Tuesday, May 5, 2009
There was a fire west of the fort today that was in front of a 14 mph wind blowing directly at us. Although the fire was about five miles away I could smell it like it was in our pasture. I started prepping the horses and gear in case we would have to evacuate. The slurry bombers were making constant sorties out to the fire to keep it at bay but the word was that five homes had been burned and the Black Tower on post had been evacuated. By about 5 pm the winds had died down some and it appeared the firefighters were keeping the fire outside the west gate. I relaxed a little and after packing up my saddles, started the journey home. From my house in Whetstone I have a great view of the fort and the Babocomari basin. I have a little hill (more like a 5 ft high pile of river rocks) on my property that gives a pretty commanding view of the area. My donkey likes to stand on it because it makes him feel superior to the horses. My wife and I stood on the little pile to get a better view of the fire. We could see that it was still west of the Fort Huachuca perimeter fence although still burning pretty good at 6 pm. Suddenly we were joined on the little hill by our 17 hand, 1300 lb horse Big Whiskey. There was barely enough room on the hill for us but this huge horse decided he wanted to be up there too. It was comical if a little bit dangerous and I wished we had a photo of it.
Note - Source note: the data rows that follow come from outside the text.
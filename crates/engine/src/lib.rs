// SPDX-License-Identifier: BUSL-1.1
// Copyright (c) 2026 Alfred Jean LLC

// Allow panic!/unwrap/expect in test code
#![cfg_attr(test, allow(clippy::panic))]
#![cfg_attr(test, allow(clippy::unwrap_used))]
#![cfg_attr(test, allow(clippy::expect_used))]

//! rbd-engine: remote build protocol, result classification, log relay
//! and the dispatcher that ties them together

pub mod classify;
pub mod config;
pub mod dispatcher;
pub mod protocol;
pub mod relay;

pub use classify::{classify, Attempt, FailureKind};
pub use config::{ConfigError, DispatchConfig};
pub use dispatcher::Dispatcher;
pub use protocol::{run_build, BuildReport, Phase, ProtocolFailure, ServeClient};
pub use relay::{LogRelay, RelayReport};
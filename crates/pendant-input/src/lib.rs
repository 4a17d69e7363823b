//! Input core for a touchscreen CNC pendant.
//!
//! Turns noisy physical signals (buttons, touch, encoder) into a clean,
//! debounced event stream dispatched to the active UI scene. Hardware is
//! reached only through `embedded-hal` traits, so the whole crate runs on
//! the target and on the host test harness alike.

#![cfg_attr(not(test), no_std)]
#![forbid(unsafe_code)]
#![cfg_attr(
    not(test),
    deny(
        clippy::expect_used,
        clippy::panic,
        clippy::todo,
        clippy::unimplemented,
        clippy::unreachable,
        clippy::unwrap_used
    )
)]

pub mod backend;
pub mod debounce;
pub mod dispatcher;
pub mod input;
pub mod layout;
pub mod prefs;
pub mod scene;
pub mod touch;

pub use backend::{ExpanderBackend, GpioBackend, InputBackend, OnScreenBackend, PCF8574_ADDR};
pub use debounce::{Debounce, Hold, KeyMask, Polarity, SharedDebounce, REPEAT_NEXT, REPEAT_START};
pub use dispatcher::{DispatcherConfig, EventDispatcher, MAX_DEFERRED};
pub use input::{ButtonIndex, FlickDirection, TouchEvent, BUTTON_MASK, LOCKOUT_MASK};
pub use layout::{Layout, LayoutSelect, LAYOUTS, LAYOUT_PREF_KEY, SOFT_BUTTONS};
pub use prefs::PrefStore;
pub use scene::{Action, Nav, Scene, SceneResult};
pub use touch::{TouchClassifier, SUPPRESS_MS};
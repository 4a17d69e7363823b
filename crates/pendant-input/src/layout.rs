//! Button-strip geometry.
//!
//! The screen is split into a 240x240 sprite area and a strip of three
//! 80x80 soft buttons along one edge. Eight precomputed layouts cover the
//! four display rotations with the strip on either side; the selected
//! layout index is persisted and restored across restarts.

use embedded_graphics::prelude::{Point, Size};
use embedded_graphics::primitives::Rectangle;

use crate::prefs::PrefStore;

pub const BUTTON_WIDTH: u32 = 80;
pub const BUTTON_HEIGHT: u32 = 80;
pub const SPRITE_WH: u32 = 240;
/// Number of soft buttons in the strip.
pub const SOFT_BUTTONS: usize = 3;

/// Preference key for the persisted layout index.
pub const LAYOUT_PREF_KEY: &str = "layout";

/// One strip arrangement. Immutable; instances live in [`LAYOUTS`].
#[derive(Debug, Clone, Copy, PartialEq, Eq)]
pub struct Layout {
    rotation: u8,
    sprite_origin: Point,
    strip_origin: Point,
}

impl Layout {
    const fn new(rotation: u8, sprite_origin: Point, strip_origin: Point) -> Self {
        Self {
            rotation,
            sprite_origin,
            strip_origin,
        }
    }

    /// Display rotation (0..=3) this layout is drawn in.
    pub const fn rotation(&self) -> u8 {
        self.rotation
    }

    /// Odd rotations stack the strip vertically.
    pub const fn is_vertical(&self) -> bool {
        self.rotation & 1 == 1
    }

    pub const fn sprite_origin(&self) -> Point {
        self.sprite_origin
    }

    pub const fn strip_origin(&self) -> Point {
        self.strip_origin
    }

    pub const fn strip_size(&self) -> Size {
        if self.is_vertical() {
            Size::new(BUTTON_WIDTH, SPRITE_WH)
        } else {
            Size::new(SPRITE_WH, BUTTON_HEIGHT)
        }
    }

    pub const fn strip_rect(&self) -> Rectangle {
        Rectangle::new(self.strip_origin, self.strip_size())
    }

    /// Offset of soft button `n` within the strip.
    pub const fn button_offset(&self, n: usize) -> Point {
        if self.is_vertical() {
            Point::new(0, (n as u32 * BUTTON_HEIGHT) as i32)
        } else {
            Point::new((n as u32 * BUTTON_WIDTH) as i32, 0)
        }
    }

    /// Screen rectangle of soft button `n`.
    pub const fn button_rect(&self, n: usize) -> Rectangle {
        let offset = self.button_offset(n);
        Rectangle::new(
            Point::new(self.strip_origin.x + offset.x, self.strip_origin.y + offset.y),
            Size::new(BUTTON_WIDTH, BUTTON_HEIGHT),
        )
    }
}

/// All strip arrangements: rotation, sprite origin, strip origin.
pub const LAYOUTS: [Layout; 8] = [
    Layout::new(0, Point::new(0, 0), Point::new(0, 240)), // buttons above
    Layout::new(0, Point::new(0, 80), Point::new(0, 0)),  // buttons below
    Layout::new(1, Point::new(0, 0), Point::new(240, 0)), // buttons right
    Layout::new(1, Point::new(80, 0), Point::new(0, 0)),  // buttons left
    Layout::new(2, Point::new(0, 0), Point::new(0, 240)), // buttons below
    Layout::new(2, Point::new(0, 80), Point::new(0, 0)),  // buttons above
    Layout::new(3, Point::new(80, 0), Point::new(0, 0)),  // buttons left
    Layout::new(3, Point::new(0, 0), Point::new(240, 0)), // buttons right
];

/// Currently selected layout, with wraparound cycling and persistence.
pub struct LayoutSelect {
    index: usize,
}

impl LayoutSelect {
    /// Restore the persisted index; out-of-range or missing values fall
    /// back to layout 0.
    pub fn restore(prefs: &dyn PrefStore) -> Self {
        let index = prefs
            .get_i32(LAYOUT_PREF_KEY)
            .and_then(|v| usize::try_from(v).ok())
            .filter(|v| *v < LAYOUTS.len())
            .unwrap_or(0);
        Self { index }
    }

    pub const fn index(&self) -> usize {
        self.index
    }

    pub fn current(&self) -> &'static Layout {
        &LAYOUTS[self.index]
    }

    /// Step `delta` layouts forward or backward, wrapping, and persist the
    /// new index.
    pub fn next(&mut self, delta: i32, prefs: &mut dyn PrefStore) {
        let len = LAYOUTS.len() as i32;
        self.index = (self.index as i32 + delta).rem_euclid(len) as usize;
        prefs.set_i32(LAYOUT_PREF_KEY, self.index as i32);
        log::debug!("layout {}", self.index);
    }
}

#[cfg(test)]
mod tests {
    use super::*;
    use std::collections::HashMap;

    #[derive(Default)]
    struct MapPrefs(HashMap<String, i32>);

    impl PrefStore for MapPrefs {
        fn get_i32(&self, key: &str) -> Option<i32> {
            self.0.get(key).copied()
        }

        fn set_i32(&mut self, key: &str, value: i32) {
            self.0.insert(key.into(), value);
        }
    }

    #[test]
    fn horizontal_strip_offsets() {
        let layout = &LAYOUTS[0];
        assert!(!layout.is_vertical());
        assert_eq!(layout.strip_size(), Size::new(240, 80));
        assert_eq!(layout.button_offset(0), Point::new(0, 0));
        assert_eq!(layout.button_offset(2), Point::new(160, 0));
        assert_eq!(
            layout.button_rect(1),
            Rectangle::new(Point::new(80, 240), Size::new(80, 80))
        );
    }

    #[test]
    fn vertical_strip_offsets() {
        let layout = &LAYOUTS[2];
        assert!(layout.is_vertical());
        assert_eq!(layout.strip_size(), Size::new(80, 240));
        assert_eq!(layout.button_offset(1), Point::new(0, 80));
        assert_eq!(
            layout.button_rect(2),
            Rectangle::new(Point::new(240, 160), Size::new(80, 80))
        );
    }

    #[test]
    fn cycling_wraps_and_persists() {
        let mut prefs = MapPrefs::default();
        let mut select = LayoutSelect::restore(&prefs);
        assert_eq!(select.index(), 0);

        select.next(-1, &mut prefs);
        assert_eq!(select.index(), 7);
        select.next(3, &mut prefs);
        assert_eq!(select.index(), 2);
        assert_eq!(prefs.get_i32(LAYOUT_PREF_KEY), Some(2));

        let restored = LayoutSelect::restore(&prefs);
        assert_eq!(restored.index(), 2);
    }

    #[test]
    fn bogus_persisted_index_falls_back_to_zero() {
        let mut prefs = MapPrefs::default();
        prefs.set_i32(LAYOUT_PREF_KEY, 99);
        assert_eq!(LayoutSelect::restore(&prefs).index(), 0);
        prefs.set_i32(LAYOUT_PREF_KEY, -3);
        assert_eq!(LayoutSelect::restore(&prefs).index(), 0);
    }
}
Horses are funny creatures.
Sunday, May 3, 2009
Back in the 70's when B Troop was first established they renovated one of the old scout huts on Apache Flats on Fort Huachuca for their own use. The huts were made of adobe and had a walled yard. The Army Indian scouts had lived in them for many years but with the retirement of the Indians the huts had fallen into disrepair. The huts were along the road that now leads to the RV park on post. There is nothing left of the huts now. Not even a brick. I had Kerm Breakfield who used to ride as a scout for B Troop in the 70's show me where the hut used to be. Former trooper Bob Key also sent me a few photographs of the B Troop hut which are shown here. I am trying to get the museum to find me some photos of the huts as they existed when the Indians lived in them but haven't received anything yet. It is too bad none of the huts were preserved for their historical value.
Friday, May 1, 2009
Previously I wrote about the officer saddle cloth shortage and how we had only one supplier and due to the hospitalization of the vendor. My colleague at Fort Hood and I both had an order in and were having trouble getting a reluctant assistant to the hospitalized vendor to complete the orders. We think our order will get filled because the gentlemen wants to do the right thing and help us out but it is obvious we are going to have to find another supplier. However, during the conversation I was having with my Fort Hood associate I realized I had more problems than just a blanket shortage. It turns out that the economic problems have wiped out some of the Mom & Pop vendors that we rely on for some of the obscure items we need for our profession. Namely, my gun powder vendor has disappeared. The cav units need black powder with which to manufacture blanks for the .45s we use and to make rounds for our cannons. I have laid in a pretty good supply of gunpowder and haven't made any purchases for a while so didn't know I had a vendor problem. Thanks to Fort Hood I have a line on a new vendor for gunpowder and cannon primers. Fort Hood has also sent me the pattern and specs for the saddle cloths so I can start seeking out a future supplier. Just another example of how keeping in touch with the other guys in the profession can help overcome obstacles.